Dataset entries
====

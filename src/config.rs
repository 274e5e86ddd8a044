//! Construction parameters
//!
//! Only sizes a host may legitimately choose are configurable; every other
//! tunable is a fixed constant in [`crate::consts`].

use std::path::Path;

use serde::{Deserialize, Serialize};

use crate::consts::{BRICK_OFFSET_LEFT, BRICK_PADDING, PADDLE_WIDTH};

/// Invalid construction parameters are a programmer error, rejected up front.
#[derive(Debug, thiserror::Error)]
pub enum ConfigError {
    #[error("field dimensions must be positive, got {width}x{height}")]
    InvalidField { width: f32, height: f32 },
    #[error("brick grid must have at least one row and one column, got {rows}x{columns}")]
    EmptyGrid { rows: u32, columns: u32 },
    #[error("{columns} brick columns do not fit in a field {width} wide")]
    GridTooWide { columns: u32, width: f32 },
    #[error("target frame rate must be positive")]
    InvalidFrameRate,
    #[error("failed to read config file: {0}")]
    Io(#[from] std::io::Error),
    #[error("failed to parse config file: {0}")]
    Parse(#[from] serde_json::Error),
}

/// Game construction parameters
#[derive(Debug, Clone, Copy, PartialEq, Serialize, Deserialize)]
#[serde(default)]
pub struct GameConfig {
    /// Field width in pixels
    pub width: f32,
    /// Field height in pixels
    pub height: f32,
    /// Brick grid rows
    pub rows: u32,
    /// Brick grid columns
    pub columns: u32,
    /// Target simulation/render rate (Hz)
    pub fps: u32,
}

impl Default for GameConfig {
    fn default() -> Self {
        Self {
            width: 600.0,
            height: 400.0,
            rows: 5,
            columns: 10,
            fps: 60,
        }
    }
}

impl GameConfig {
    /// Check that the parameters describe a playable field.
    pub fn validate(&self) -> Result<(), ConfigError> {
        if !(self.width > 0.0 && self.height > 0.0) {
            return Err(ConfigError::InvalidField {
                width: self.width,
                height: self.height,
            });
        }
        if self.rows == 0 || self.columns == 0 {
            return Err(ConfigError::EmptyGrid {
                rows: self.rows,
                columns: self.columns,
            });
        }
        // Each brick must end up with positive width once margins and
        // padding are taken out, and the paddle must fit the field.
        let usable = self.width - 2.0 * BRICK_OFFSET_LEFT - (self.columns - 1) as f32 * BRICK_PADDING;
        if usable <= 0.0 || self.width < PADDLE_WIDTH {
            return Err(ConfigError::GridTooWide {
                columns: self.columns,
                width: self.width,
            });
        }
        if self.fps == 0 {
            return Err(ConfigError::InvalidFrameRate);
        }
        Ok(())
    }

    /// Brick width for this field, columns filling the usable span evenly.
    pub fn brick_width(&self) -> f32 {
        (self.width - 2.0 * BRICK_OFFSET_LEFT - (self.columns - 1) as f32 * BRICK_PADDING)
            / self.columns as f32
    }

    /// Load a config from a JSON file, falling back on defaults for
    /// missing fields.
    pub fn from_json_file(path: impl AsRef<Path>) -> Result<Self, ConfigError> {
        let json = std::fs::read_to_string(path.as_ref())?;
        let config: Self = serde_json::from_str(&json)?;
        config.validate()?;
        log::info!("Loaded config from {}", path.as_ref().display());
        Ok(config)
    }
}
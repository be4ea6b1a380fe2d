use axum::{
    Json, Router,
    extract::{Path, State},
    routing::{delete, get, post},
};
use axum_valid::Valid;
use uuid::Uuid;

use crate::{
    dto::{
        chat::{MessageDto, ReactionRequest, SendMessageRequest, TapRequest, TapResponse},
        presence::{JoinRequest, PresenceCount},
    },
    error::AppError,
    services::room_service,
    state::SharedState,
};

/// Routes of the per-fixture chat rooms. `{id}` is the fixture id; the room
/// key is derived from it.
pub fn router() -> Router<SharedState> {
    Router::new()
        .route("/rooms/{id}/messages", get(list_messages).post(send_message))
        .route(
            "/rooms/{id}/messages/{message_id}/reactions",
            post(toggle_reaction),
        )
        .route("/rooms/{id}/messages/{message_id}/taps", post(tap_message))
        .route("/rooms/{id}/presence", get(presence).post(join_room))
        .route("/rooms/{id}/presence/{client_id}", delete(leave_room))
}

#[utoipa::path(
    get,
    path = "/rooms/{id}/messages",
    tag = "rooms",
    params(("id" = String, Path, description = "Provider fixture id")),
    responses(
        (status = 200, description = "Room messages, oldest first", body = [MessageDto]),
        (status = 503, description = "Chat store unavailable")
    )
)]
/// List the messages of a fixture's room.
pub async fn list_messages(
    State(state): State<SharedState>,
    Path(id): Path<String>,
) -> Result<Json<Vec<MessageDto>>, AppError> {
    Ok(Json(room_service::list_messages(&state, &id).await?))
}

#[utoipa::path(
    post,
    path = "/rooms/{id}/messages",
    tag = "rooms",
    params(("id" = String, Path, description = "Provider fixture id")),
    request_body = SendMessageRequest,
    responses(
        (status = 200, description = "Message stored", body = MessageDto),
        (status = 400, description = "Invalid message"),
        (status = 404, description = "Reply target not found"),
        (status = 409, description = "Room is not open"),
        (status = 503, description = "Chat store unavailable")
    )
)]
/// Post a message in an open room.
pub async fn send_message(
    State(state): State<SharedState>,
    Path(id): Path<String>,
    Valid(Json(payload)): Valid<Json<SendMessageRequest>>,
) -> Result<Json<MessageDto>, AppError> {
    Ok(Json(room_service::send_message(&state, &id, payload).await?))
}

#[utoipa::path(
    post,
    path = "/rooms/{id}/messages/{message_id}/reactions",
    tag = "rooms",
    params(
        ("id" = String, Path, description = "Provider fixture id"),
        ("message_id" = Uuid, Path, description = "Target message")
    ),
    request_body = ReactionRequest,
    responses(
        (status = 200, description = "Reaction toggled", body = MessageDto),
        (status = 404, description = "Message not found"),
        (status = 409, description = "Room is not open or message is a system message")
    )
)]
/// Toggle the caller's reaction on a message.
pub async fn toggle_reaction(
    State(state): State<SharedState>,
    Path((id, message_id)): Path<(String, Uuid)>,
    Valid(Json(payload)): Valid<Json<ReactionRequest>>,
) -> Result<Json<MessageDto>, AppError> {
    Ok(Json(
        room_service::toggle_reaction(&state, &id, message_id, payload).await?,
    ))
}

#[utoipa::path(
    post,
    path = "/rooms/{id}/messages/{message_id}/taps",
    tag = "rooms",
    params(
        ("id" = String, Path, description = "Provider fixture id"),
        ("message_id" = Uuid, Path, description = "Tapped message")
    ),
    request_body = TapRequest,
    responses(
        (status = 200, description = "Tap registered", body = TapResponse),
        (status = 409, description = "Room is not open")
    )
)]
/// Register a tap; a double tap toggles a heart reaction.
pub async fn tap_message(
    State(state): State<SharedState>,
    Path((id, message_id)): Path<(String, Uuid)>,
    Valid(Json(payload)): Valid<Json<TapRequest>>,
) -> Result<Json<TapResponse>, AppError> {
    Ok(Json(
        room_service::tap_message(&state, &id, message_id, payload).await?,
    ))
}

#[utoipa::path(
    get,
    path = "/rooms/{id}/presence",
    tag = "rooms",
    params(("id" = String, Path, description = "Provider fixture id")),
    responses((status = 200, description = "Active viewers", body = PresenceCount))
)]
/// Count the active viewers of a room.
pub async fn presence(
    State(state): State<SharedState>,
    Path(id): Path<String>,
) -> Result<Json<PresenceCount>, AppError> {
    Ok(Json(room_service::presence(&state, &id).await?))
}

#[utoipa::path(
    post,
    path = "/rooms/{id}/presence",
    tag = "rooms",
    params(("id" = String, Path, description = "Provider fixture id")),
    request_body = JoinRequest,
    responses(
        (status = 200, description = "Joined or refreshed", body = PresenceCount),
        (status = 409, description = "Room is not open")
    )
)]
/// Join a room or refresh presence; clients repeat this at least every two
/// minutes to stay counted.
pub async fn join_room(
    State(state): State<SharedState>,
    Path(id): Path<String>,
    Valid(Json(payload)): Valid<Json<JoinRequest>>,
) -> Result<Json<PresenceCount>, AppError> {
    Ok(Json(room_service::join(&state, &id, payload).await?))
}

#[utoipa::path(
    delete,
    path = "/rooms/{id}/presence/{client_id}",
    tag = "rooms",
    params(
        ("id" = String, Path, description = "Provider fixture id"),
        ("client_id" = String, Path, description = "Leaving client")
    ),
    responses((status = 200, description = "Left", body = PresenceCount))
)]
/// Leave a room.
pub async fn leave_room(
    State(state): State<SharedState>,
    Path((id, client_id)): Path<(String, String)>,
) -> Result<Json<PresenceCount>, AppError> {
    Ok(Json(room_service::leave(&state, &id, &client_id).await?))
}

====

Take the lines above from the one containing "configurable; every other" to the one containing "a playable field." and retype them exactly, both ends included, with nothing added.

» SOLVED EXERCISE
//! Only sizes a host may legitimately choose are configurable; every other
//! tunable is a fixed constant in [`crate::consts`].

use std::path::Path;

use serde::{Deserialize, Serialize};

use crate::consts::{BRICK_OFFSET_LEFT, BRICK_PADDING, PADDLE_WIDTH};

/// Invalid construction parameters are a programmer error, rejected up front.
#[derive(Debug, thiserror::Error)]
pub enum ConfigError {
    #[error("field dimensions must be positive, got {width}x{height}")]
    InvalidField { width: f32, height: f32 },
    #[error("brick grid must have at least one row and one column, got {rows}x{columns}")]
    EmptyGrid { rows: u32, columns: u32 },
    #[error("{columns} brick columns do not fit in a field {width} wide")]
    GridTooWide { columns: u32, width: f32 },
    #[error("target frame rate must be positive")]
    InvalidFrameRate,
    #[error("failed to read config file: {0}")]
    Io(#[from] std::io::Error),
    #[error("failed to parse config file: {0}")]
    Parse(#[from] serde_json::Error),
}

/// Game construction parameters
#[derive(Debug, Clone, Copy, PartialEq, Serialize, Deserialize)]
#[serde(default)]
pub struct GameConfig {
    /// Field width in pixels
    pub width: f32,
    /// Field height in pixels
    pub height: f32,
    /// Brick grid rows
    pub rows: u32,
    /// Brick grid columns
    pub columns: u32,
    /// Target simulation/render rate (Hz)
    pub fps: u32,
}

impl Default for GameConfig {
    fn default() -> Self {
        Self {
            width: 600.0,
            height: 400.0,
            rows: 5,
            columns: 10,
            fps: 60,
        }
    }
}

impl GameConfig {
    /// Check that the parameters describe a playable field.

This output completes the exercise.